As noted by UNESCO: Wat Phu “was shaped to express the Hindu vision of the relationship between nature and humanity, using an axis from mountain top to river bank to lay out a geometric pattern of temples, shrines and waterworks extending over some 10 km.” In other words, the existing natural landscape, the Hindu religion, Khmer architecture and ingenious engineering all came together in this one spot, demonstrating the worldview of a mighty empire.
The wat, which runs along a east-west axis, starts from a plain with two large barays, artificial lakes that hold both religious symbolism (the ocean) and practical purpose (reservoir). The reflection of the mountains onto the water is lovely. A shuttle, included in the price of the ticket, can save visitors from the lengthy walk past the barays to the start of the long causeway lined with sandstone posts that sweep up to a terrace with two symmetrical buildings.
Each of these is a quadrangle built of sandstone and laterite, formed with four galleries around a central courtyard. A longstanding unsubstantiated theory has them as a “men’s palace” and a “women’s palace”. Instead, current research points to them being used for ceremonies. Behind the south building is the small shrine dedicated to Nandi, the bull that served as Shiva’s mount. It was from here that an ancient imperial road extends over 200 kilometres to Angkor.
Further up is the precarious climb on narrow stone steps, the occasional frangipani tree offering some much needed shade.

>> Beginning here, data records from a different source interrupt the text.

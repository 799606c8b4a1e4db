//! Repository for the `subscriptions` table.

use quill_core::event_types::EventType;
use quill_core::subscription::{NewSubscription, SubscriptionKind};
use quill_core::types::{DbId, Timestamp};
use sqlx::PgPool;

use crate::error::StoreError;
use crate::models::subscription::{event_names, Subscription, SubscriptionRow, UpdateSubscription};

/// Column list for `subscriptions` queries.
const COLUMNS: &str = "id, user_id, kind, target_id, target_name, events, \
    filter_ratings, filter_tags, filter_completed, min_word_count, max_word_count, \
    is_active, last_notified_at, created_at, updated_at";

/// Provides CRUD operations for subscriptions.
pub struct SubscriptionRepo;

impl SubscriptionRepo {
    /// Insert or refresh the subscription keyed by `(user_id, kind, target_id)`.
    ///
    /// A conflicting row gets the new name, events, and filters and is
    /// reactivated.
    pub async fn put(pool: &PgPool, input: &NewSubscription) -> Result<Subscription, StoreError> {
        let query = format!(
            "INSERT INTO subscriptions \
                (user_id, kind, target_id, target_name, events, filter_ratings, filter_tags, \
                 filter_completed, min_word_count, max_word_count) \
             VALUES ($1, $2, $3, $4, $5, $6, $7, $8, $9, $10) \
             ON CONFLICT (user_id, kind, target_id) DO UPDATE SET \
                target_name = EXCLUDED.target_name, \
                events = EXCLUDED.events, \
                filter_ratings = EXCLUDED.filter_ratings, \
                filter_tags = EXCLUDED.filter_tags, \
                filter_completed = EXCLUDED.filter_completed, \
                min_word_count = EXCLUDED.min_word_count, \
                max_word_count = EXCLUDED.max_word_count, \
                is_active = true, \
                updated_at = NOW() \
             RETURNING {COLUMNS}"
        );
        let row = sqlx::query_as::<_, SubscriptionRow>(&query)
            .bind(input.user_id)
            .bind(input.kind.as_str())
            .bind(input.target_id)
            .bind(&input.target_name)
            .bind(event_names(&input.normalized_events()))
            .bind(&input.filters.ratings)
            .bind(&input.filters.tags)
            .bind(input.filters.completed)
            .bind(input.filters.min_word_count)
            .bind(input.filters.max_word_count)
            .fetch_one(pool)
            .await?;
        row.try_into()
    }

    pub async fn find_by_id(pool: &PgPool, id: DbId) -> Result<Option<Subscription>, StoreError> {
        let query = format!("SELECT {COLUMNS} FROM subscriptions WHERE id = $1");
        sqlx::query_as::<_, SubscriptionRow>(&query)
            .bind(id)
            .fetch_optional(pool)
            .await?
            .map(Subscription::try_from)
            .transpose()
    }

    /// Apply a partial update. `None` fields keep their stored value; a
    /// present `filters` replaces all five filter columns.
    pub async fn update(
        pool: &PgPool,
        id: DbId,
        update: &UpdateSubscription,
    ) -> Result<Option<Subscription>, StoreError> {
        let events = update.events.as_ref().map(|events| {
            let mut events = events.clone();
            events.sort();
            events.dedup();
            event_names(&events)
        });
        let filters = update.filters.clone().unwrap_or_default();

        let query = format!(
            "UPDATE subscriptions SET \
                target_name = COALESCE($2, target_name), \
                events = COALESCE($3, events), \
                filter_ratings = CASE WHEN $4 THEN $5 ELSE filter_ratings END, \
                filter_tags = CASE WHEN $4 THEN $6 ELSE filter_tags END, \
                filter_completed = CASE WHEN $4 THEN $7 ELSE filter_completed END, \
                min_word_count = CASE WHEN $4 THEN $8 ELSE min_word_count END, \
                max_word_count = CASE WHEN $4 THEN $9 ELSE max_word_count END, \
                is_active = COALESCE($10, is_active), \
                updated_at = NOW() \
             WHERE id = $1 \
             RETURNING {COLUMNS}"
        );
        sqlx::query_as::<_, SubscriptionRow>(&query)
            .bind(id)
            .bind(update.target_name.as_deref())
            .bind(events)
            .bind(update.filters.is_some())
            .bind(&filters.ratings)
            .bind(&filters.tags)
            .bind(filters.completed)
            .bind(filters.min_word_count)
            .bind(filters.max_word_count)
            .bind(update.is_active)
            .fetch_optional(pool)
            .await?
            .map(Subscription::try_from)
            .transpose()
    }

    /// Returns `true` if the row existed.
    pub async fn set_active(pool: &PgPool, id: DbId, active: bool) -> Result<bool, StoreError> {
        let result = sqlx::query(
            "UPDATE subscriptions SET is_active = $2, updated_at = NOW() WHERE id = $1",
        )
        .bind(id)
        .bind(active)
        .execute(pool)
        .await?;
        Ok(result.rows_affected() > 0)
    }

    pub async fn delete(pool: &PgPool, id: DbId) -> Result<bool, StoreError> {
        let result = sqlx::query("DELETE FROM subscriptions WHERE id = $1")
            .bind(id)
            .execute(pool)
            .await?;
        Ok(result.rows_affected() > 0)
    }

    pub async fn list_for_user(pool: &PgPool, user_id: DbId) -> Result<Vec<Subscription>, StoreError> {
        let query = format!(
            "SELECT {COLUMNS} FROM subscriptions \
             WHERE user_id = $1 \
             ORDER BY id"
        );
        let rows = sqlx::query_as::<_, SubscriptionRow>(&query)
            .bind(user_id)
            .fetch_all(pool)
            .await?;
        rows.into_iter().map(Subscription::try_from).collect()
    }

    /// Active subscriptions of `kind` on any of `target_ids` that include
    /// `event`. Rows that fail to map are logged and skipped.
    pub async fn list_by_target(
        pool: &PgPool,
        kind: SubscriptionKind,
        target_ids: &[DbId],
        event: EventType,
    ) -> Result<Vec<Subscription>, StoreError> {
        let query = format!(
            "SELECT {COLUMNS} FROM subscriptions \
             WHERE is_active = true AND kind = $1 AND target_id = ANY($2) AND $3 = ANY(events) \
             ORDER BY id"
        );
        let rows = sqlx::query_as::<_, SubscriptionRow>(&query)
            .bind(kind.as_str())
            .bind(target_ids.to_vec())
            .bind(event.as_str())
            .fetch_all(pool)
            .await?;

        Ok(rows
            .into_iter()
            .filter_map(|row| match Subscription::try_from(row) {
                Ok(sub) => Some(sub),
                Err(e) => {
                    tracing::warn!(error = %e, "Skipping unreadable subscription row");
                    None
                }
            })
            .collect())
    }

    pub async fn touch_notified(pool: &PgPool, id: DbId, at: Timestamp) -> Result<(), StoreError> {
        sqlx::query(
            "UPDATE subscriptions \
             SET last_notified_at = GREATEST(COALESCE(last_notified_at, $2), $2) \
             WHERE id = $1",
        )
        .bind(id)
        .bind(at)
        .execute(pool)
        .await?;
        Ok(())
    }
}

At the top visitors are rewarded with a stellar view of the Mekong plain below and the main sanctuary itself, originally devoted to the Hindu god Shiva, subsequently transformed into a Buddhist shrine in the 13th-14th century.

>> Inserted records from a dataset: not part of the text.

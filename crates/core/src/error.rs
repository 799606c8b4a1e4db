use crate::types::DbId;

#[derive(Debug, thiserror::Error)]
pub enum CoreError {
    #[error("Entity not found: {entity} with id {id}")]
    NotFound { entity: &'static str, id: DbId },

    #[error("Validation failed: {0}")]
    Validation(String),
}

impl From<validator::ValidationErrors> for CoreError {
    fn from(errors: validator::ValidationErrors) -> Self {
        CoreError::Validation(errors.to_string())
    }
}
//! Notification item entity models and DTOs.

use chrono::TimeDelta;
use quill_core::channels::DeliveryChannel;
use quill_core::event_types::{EventType, Priority};
use quill_core::types::{DbId, Timestamp};
use serde::Serialize;
use sqlx::FromRow;

use crate::error::StoreError;

/// One notification for one user on one channel.
#[derive(Debug, Clone, PartialEq, Serialize)]
pub struct NotificationItem {
    pub id: DbId,
    pub user_id: DbId,
    pub event: EventType,
    pub channel: DeliveryChannel,
    pub priority: Priority,
    pub subscription_id: Option<DbId>,
    pub source_id: DbId,
    pub source_type: String,
    pub title: String,
    pub description: String,
    pub action_url: String,
    pub actor_id: Option<DbId>,
    pub actor_name: String,
    pub extra_data: serde_json::Value,
    /// Set once the item is enclosed in a digest.
    pub digest_id: Option<DbId>,
    pub delivery_attempts: i32,
    pub is_read: bool,
    pub read_at: Option<Timestamp>,
    pub is_delivered: bool,
    pub delivered_at: Option<Timestamp>,
    pub created_at: Timestamp,
}

/// DTO for creating a notification item.
#[derive(Debug, Clone)]
pub struct NewNotificationItem {
    pub user_id: DbId,
    pub event: EventType,
    pub channel: DeliveryChannel,
    pub priority: Priority,
    pub subscription_id: Option<DbId>,
    pub source_id: DbId,
    pub source_type: String,
    pub title: String,
    pub description: String,
    pub action_url: String,
    pub actor_id: Option<DbId>,
    pub actor_name: String,
    pub extra_data: serde_json::Value,
    pub created_at: Timestamp,
}

/// Trailing window for the hourly cap.
pub fn rate_limit_window() -> TimeDelta {
    TimeDelta::hours(1)
}

/// Limits checked atomically with item creation.
#[derive(Debug, Clone, Copy)]
pub struct AdmissionLimits {
    /// Maximum notifications per user in the trailing hour, counting one
    /// per channel fan-out; `0` is unlimited.
    pub max_per_hour: i32,
    /// An item for the same user, source, event type, and channel created
    /// less than this long ago makes the new one a duplicate.
    pub dedup_window: TimeDelta,
}

/// Outcome of [`NotificationStore::admit`](crate::store::NotificationStore::admit).
#[derive(Debug, Clone, PartialEq)]
pub enum Admission {
    Created(NotificationItem),
    RateLimited { recent_count: i64 },
    Duplicate { existing_id: DbId },
}

impl AdmissionLimits {
    pub(crate) fn rate_limit_exceeded(&self, recent_count: i64) -> bool {
        self.max_per_hour > 0 && recent_count >= i64::from(self.max_per_hour)
    }
}

/// A row from the `notification_items` table.
#[derive(Debug, Clone, FromRow)]
pub struct NotificationItemRow {
    pub id: DbId,
    pub user_id: DbId,
    pub event: String,
    pub channel: String,
    pub priority: String,
    pub subscription_id: Option<DbId>,
    pub source_id: DbId,
    pub source_type: String,
    pub title: String,
    pub description: String,
    pub action_url: String,
    pub actor_id: Option<DbId>,
    pub actor_name: String,
    pub extra_data: serde_json::Value,
    pub digest_id: Option<DbId>,
    pub delivery_attempts: i32,
    pub is_read: bool,
    pub read_at: Option<Timestamp>,
    pub is_delivered: bool,
    pub delivered_at: Option<Timestamp>,
    pub created_at: Timestamp,
}

impl TryFrom<NotificationItemRow> for NotificationItem {
    type Error = StoreError;

    fn try_from(row: NotificationItemRow) -> Result<Self, Self::Error> {
        let id = row.id;
        let corrupt = move |e: String| StoreError::corrupt("notification_item", id, e);
        Ok(Self {
            event: row.event.parse().map_err(corrupt)?,
            channel: row.channel.parse().map_err(corrupt)?,
            priority: row.priority.parse().map_err(corrupt)?,
            id: row.id,
            user_id: row.user_id,
            subscription_id: row.subscription_id,
            source_id: row.source_id,
            source_type: row.source_type,
            title: row.title,
            description: row.description,
            action_url: row.action_url,
            actor_id: row.actor_id,
            actor_name: row.actor_name,
            extra_data: row.extra_data,
            digest_id: row.digest_id,
            delivery_attempts: row.delivery_attempts,
            is_read: row.is_read,
            read_at: row.read_at,
            is_delivered: row.is_delivered,
            delivered_at: row.delivered_at,
            created_at: row.created_at,
        })
    }
}
//! Quill notification engine.
//!
//! - [`NotificationEvent`] / [`EventBus`]: the content event envelope and the
//!   in-process broadcast hub content services publish to.
//! - [`SubscriptionMatcher`]: finds the active subscriptions an event hits.
//! - [`evaluator`]: content filters, channel toggles, quiet hours, and the
//!   reading of admission outcomes.
//! - [`NotificationEngine`]: `process_event`, the single entry point.
//! - [`DigestScheduler`]: periodic digest and redelivery sweeps.
//! - [`delivery`]: the outbound [`DeliveryDispatcher`] seam and its webhook,
//!   email, and routing implementations.

pub mod bus;
pub mod config;
pub mod delivery;
pub mod digest;
pub mod engine;
pub mod error;
pub mod evaluator;
pub mod matcher;
pub mod render;

pub use bus::{EventBus, NotificationEvent};
pub use config::EngineConfig;
pub use delivery::email::{EmailConfig, EmailDelivery};
pub use delivery::webhook::{WebhookConfig, WebhookDelivery};
pub use delivery::{ChannelRouter, DeliveryDispatcher, DeliveryPayload, DispatchError};
pub use digest::{DigestScheduler, SweepReport};
pub use engine::{NotificationEngine, ProcessReport};
pub use error::EngineError;
pub use matcher::SubscriptionMatcher;
//! Webhook delivery with exponential-backoff retry.
//!
//! [`WebhookDelivery`] posts a JSON-encoded [`DeliveryPayload`] to the
//! notification gateway that fans web and push notifications out to
//! browsers and devices. Failed attempts are retried up to three times with
//! exponential backoff (1 s, 2 s, 4 s). Every request carries an
//! `Idempotency-Key` header so the gateway can drop repeats.

use std::time::Duration;

use async_trait::async_trait;
use quill_core::channels::DeliveryChannel;
use quill_core::types::DbId;
use serde::Serialize;

use super::{DeliveryDispatcher, DeliveryPayload, DispatchError};

/// Retry delays in seconds (exponential backoff: 1s, 2s, 4s).
const RETRY_DELAYS_SECS: [u64; 3] = [1, 2, 4];

/// HTTP request timeout for a single delivery attempt.
const REQUEST_TIMEOUT: Duration = Duration::from_secs(5);

const IDEMPOTENCY_HEADER: &str = "Idempotency-Key";

// ---------------------------------------------------------------------------
// Error
// ---------------------------------------------------------------------------

/// Error type for webhook delivery failures.
#[derive(Debug, thiserror::Error)]
pub enum WebhookError {
    /// The underlying HTTP request failed (network, DNS, timeout, etc.).
    #[error("HTTP request failed: {0}")]
    Request(#[from] reqwest::Error),

    /// The remote server returned a non-2xx status code.
    #[error("Webhook returned HTTP {0}")]
    HttpStatus(u16),
}

impl WebhookError {
    /// Client errors other than 408 and 429 will not succeed on retry.
    fn is_retryable(&self) -> bool {
        match self {
            WebhookError::Request(_) => true,
            WebhookError::HttpStatus(code) => !(400..500).contains(code) || *code == 408 || *code == 429,
        }
    }
}

// ---------------------------------------------------------------------------
// WebhookConfig
// ---------------------------------------------------------------------------

#[derive(Debug, Clone)]
pub struct WebhookConfig {
    /// Gateway endpoint receiving web and push notifications.
    pub url: String,
}

impl WebhookConfig {
    /// Load configuration from environment variables.
    ///
    /// Returns `None` if `NOTIFY_WEBHOOK_URL` is not set, signalling that
    /// web and push delivery are not configured.
    ///
    /// | Variable             | Required | Default |
    /// |----------------------|----------|---------|
    /// | `NOTIFY_WEBHOOK_URL` | yes      | none    |
    pub fn from_env() -> Option<Self> {
        let url = std::env::var("NOTIFY_WEBHOOK_URL").ok()?;
        if url.trim().is_empty() {
            return None;
        }
        Some(Self { url })
    }
}

// ---------------------------------------------------------------------------
// WebhookDelivery
// ---------------------------------------------------------------------------

#[derive(Serialize)]
struct WebhookBody<'a> {
    user_id: DbId,
    channel: DeliveryChannel,
    payload: &'a DeliveryPayload,
}

/// Delivers notifications to the gateway webhook.
pub struct WebhookDelivery {
    client: reqwest::Client,
    config: WebhookConfig,
}

impl WebhookDelivery {
    /// Create a delivery service with a pre-configured HTTP client.
    pub fn new(config: WebhookConfig) -> Result<Self, WebhookError> {
        let client = reqwest::Client::builder()
            .timeout(REQUEST_TIMEOUT)
            .build()?;
        Ok(Self { client, config })
    }

    /// Post one payload with retry.
    ///
    /// Returns `Ok(())` on the first successful attempt.
    pub async fn post(
        &self,
        user_id: DbId,
        channel: DeliveryChannel,
        payload: &DeliveryPayload,
    ) -> Result<(), WebhookError> {
        let body = WebhookBody {
            user_id,
            channel,
            payload,
        };
        let key = payload.idempotency_key();
        let url = self.config.url.as_str();

        for (attempt, delay_secs) in RETRY_DELAYS_SECS.iter().enumerate() {
            match self.try_send(&key, &body).await {
                Ok(()) => return Ok(()),
                Err(e) if !e.is_retryable() => {
                    tracing::warn!(url, key = %key, error = %e, "Webhook rejected delivery");
                    return Err(e);
                }
                Err(e) => {
                    tracing::warn!(
                        attempt = attempt + 1,
                        url,
                        key = %key,
                        error = %e,
                        "Webhook delivery attempt failed, retrying"
                    );
                    tokio::time::sleep(Duration::from_secs(*delay_secs)).await;
                }
            }
        }

        // Final attempt after the last backoff.
        self.try_send(&key, &body).await.inspect_err(|e| {
            tracing::warn!(url, key = %key, error = %e, "Webhook delivery failed after all retries");
        })
    }

    /// Execute a single POST request and check the response status.
    async fn try_send(&self, key: &str, body: &WebhookBody<'_>) -> Result<(), WebhookError> {
        let response = self
            .client
            .post(&self.config.url)
            .header(IDEMPOTENCY_HEADER, key)
            .json(body)
            .send()
            .await?;
        if !response.status().is_success() {
            return Err(WebhookError::HttpStatus(response.status().as_u16()));
        }
        Ok(())
    }
}

#[async_trait]
impl DeliveryDispatcher for WebhookDelivery {
    async fn deliver(
        &self,
        user_id: DbId,
        channel: DeliveryChannel,
        payload: &DeliveryPayload,
    ) -> Result<(), DispatchError> {
        Ok(self.post(user_id, channel, payload).await?)
    }
}

// ---------------------------------------------------------------------------
// Tests
// ---------------------------------------------------------------------------

#[cfg(test)]
mod tests {
    use super::*;

    #[test]
    fn new_does_not_panic() {
        let config = WebhookConfig {
            url: "http://localhost:9/notify".into(),
        };
        assert!(WebhookDelivery::new(config).is_ok());
    }

    #[test]
    fn webhook_error_display_http_status() {
        let err = WebhookError::HttpStatus(502);
        assert_eq!(err.to_string(), "Webhook returned HTTP 502");
    }

    #[test]
    fn webhook_error_display_request() {
        // Build a reqwest error from an invalid URL.
        let req_err = reqwest::Client::new().get("://bad").build().unwrap_err();
        let err = WebhookError::Request(req_err);
        assert!(err.to_string().contains("HTTP request failed"));
    }

    #[test]
    fn client_errors_are_not_retried() {
        assert!(!WebhookError::HttpStatus(400).is_retryable());
        assert!(!WebhookError::HttpStatus(410).is_retryable());
        assert!(WebhookError::HttpStatus(429).is_retryable());
        assert!(WebhookError::HttpStatus(408).is_retryable());
        assert!(WebhookError::HttpStatus(503).is_retryable());
    }

    #[test]
    fn from_env_requires_url() {
        std::env::remove_var("NOTIFY_WEBHOOK_URL");
        assert!(WebhookConfig::from_env().is_none());
    }
}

The sanctuary once sheltered a linga, and sacred water (soma) from the spring behind it was channeled via a series of aqueducts into the building to continuously bathe it. The water was then piped further along and out to a public point where worshippers could perform ablutions.

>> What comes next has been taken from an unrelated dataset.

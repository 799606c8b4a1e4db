pub mod digest;
pub mod notification;
pub mod preference;
pub mod subscription;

To this day locals believe the waters have special powers and people from all over Laos make pilgrimage and perform Buddhist ceremonies here. The Wat Phu festival is one of the most important in the country. Held on the 15th day of the 3rd month of the Buddhist calendar (usually falling end of January or early February), the three day festival includes processions and prayers, as well as livelier events such as sports competitions, a local fair and dance performances.
Restoration work is ongoing. Temples still bear exquisite reliefs though most of the artefacts are now housed in the museum. Taking some time to read through the museum is recommended as it explains the architecture, religion and the highly symbolic art.
Hong Nang Sida
As you'll be in the area anyway, it’s worth visiting Hong Nang Sida temple ruins which lies one kilometre south of Wat Phu along the ancient imperial road to Angkor.
The structure, believed to have been built around the mid 11th to early 12th century, has collapsed into a pile of enormous blocks and it’ll take some imagination to appreciate what once stood and the steady flow of pilgrims travelling to it. A sign has a blueprint of the original layout, including the small library south of the main temple. Hopefully some restoration or protection will be done because for now, everyone can freely walk all over it.
Compared to numbers Wat Phu receives, few people venture here. This road to Angkor was just one of a wide network that spanned across Cambodia and to Thailand and Vietnam, such was the reach of the empire. The most direct way to Hong Nang Sida is along the royal road starting at the so called “women’s” and “men’s” palace at Wat Phu, the two parallel buildings on the terrace just after the causeway. Find the way leading south (facing the complex, that is on the lefthand side). It’s a one-kilometre walk. Otherwise, from the parking lot/main road, it’s two kilometres along a sandy path with a couple of rickety bridges, a tricky route on two wheels.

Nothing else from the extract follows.